А Джамиля, так уж повелось, или смеялась над ним, или вовсе не обращала на него внимания. Не каждый бы стал терпеть ее выходки, но Данияр смотрел на хохочущую Джамилю с угрюмым восхищением.
Однако наши проделки с Джамилей окончились однажды печально. Среди мешков был один огромный, на семь пудов, и мы управлялись с ним вдвоем. И как-то на току мы свалили этот мешок в бричку напарника. На станции Данияр озабоченно разглядывал чудовищный груз, но, заметив, как усмехнулась Джамиля, взвалил мешок на спину и пошел. Джамиля догнала его: «Брось мешок, я же пошутила!» — «Уйди!» — твердо сказал он и пошел по трапу, все сильнее припадая на раненую ногу… Вокруг наступила мертвая тишина. «Бросай!» — закричали люди. «Нет, он не бросит!» — убежденно прошептал кто-то.
Весь следующий день Данияр держался ровно и молчаливо. Возвращались со станции поздно. Неожиданно он запел. Меня поразило, какой страстью, каким горением была насыщена мелодия. И мне вдруг стали понятны его странности: мечтательность, любовь к одиночеству, молчаливость. Песни Данияра всполошили мою душу. А как изменилась Джамиля!
Каждый раз, когда ночью мы возвращались в аил, я замечал, как Джамиля, потрясенная и растроганная этим пением, все ближе подходила к бричке и медленно тянула к Данияру руку… а потом опускала ее. Я видел, как что-то копилось и созревало в ее душе, требуя выхода. И она страшилась этого.

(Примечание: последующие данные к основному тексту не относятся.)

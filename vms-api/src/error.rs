//! HTTP error mapping
//!
//! Every failure leaves the service as
//! `{"status": "error", "error": {"code": ..., "message": ...}}`.

use axum::{
    http::StatusCode,
    response::{IntoResponse, Response},
    Json,
};
use serde_json::json;
use thiserror::Error;
use tracing::error;
use vms_common::auth::TokenError;

/// API error type
#[derive(Debug, Error)]
pub enum ApiError {
    /// Request could not be accepted as sent (400)
    #[error("{0}")]
    BadRequest(String),

    /// Missing or rejected access token (401)
    #[error("{0}")]
    Unauthorized(String),

    /// Error raised by the common library
    #[error(transparent)]
    Common(#[from] vms_common::Error),
}

impl From<TokenError> for ApiError {
    fn from(err: TokenError) -> Self {
        match err {
            // Signing failures are on our side, not the caller's
            TokenError::InvalidKey | TokenError::Encoding(_) => {
                ApiError::Common(vms_common::Error::Internal(err.to_string()))
            }
            _ => ApiError::Unauthorized("Invalid or expired token".to_string()),
        }
    }
}

impl ApiError {
    fn parts(&self) -> (StatusCode, &'static str) {
        use vms_common::Error as E;
        match self {
            ApiError::BadRequest(_) => (StatusCode::BAD_REQUEST, "BAD_REQUEST"),
            ApiError::Unauthorized(_) => (StatusCode::UNAUTHORIZED, "UNAUTHORIZED"),
            ApiError::Common(err) => match err {
                E::Validation(_) => (StatusCode::BAD_REQUEST, "VALIDATION_ERROR"),
                E::InvalidInput(_) => (StatusCode::BAD_REQUEST, "INVALID_INPUT"),
                E::MalformedInput(_) => (StatusCode::BAD_REQUEST, "MALFORMED_INPUT"),
                E::EmptyImport => (StatusCode::BAD_REQUEST, "EMPTY_IMPORT"),
                E::DuplicateCode(_) => (StatusCode::CONFLICT, "DUPLICATE_CODE"),
                E::NotFound(_) => (StatusCode::NOT_FOUND, "NOT_FOUND"),
                E::Database(_) => (StatusCode::INTERNAL_SERVER_ERROR, "DATABASE_ERROR"),
                E::Config(_) | E::Io(_) | E::Internal(_) => {
                    (StatusCode::INTERNAL_SERVER_ERROR, "INTERNAL_ERROR")
                }
            },
        }
    }
}

impl IntoResponse for ApiError {
    fn into_response(self) -> Response {
        let (status, error_code) = self.parts();
        if status.is_server_error() {
            error!(code = error_code, "Request failed: {}", self);
        }

        let body = Json(json!({
            "status": "error",
            "error": {
                "code": error_code,
                "message": self.to_string(),
            }
        }));

        (status, body).into_response()
    }
}

/// Result type for API handlers
pub type ApiResult<T> = Result<T, ApiError>;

Однажды мы, как обычно, ехали со станции. И когда голос Данияра начал снова набирать высоту, Джамиля села рядом и легонько прислонилась головой к его плечу. Тихая, робкая… Песня неожиданно оборвалась. Это Джамиля порывисто обняла его, но тут же спрыгнула с брички и, едва сдерживая слезы, резко сказала: «Не смотри на меня, езжай!»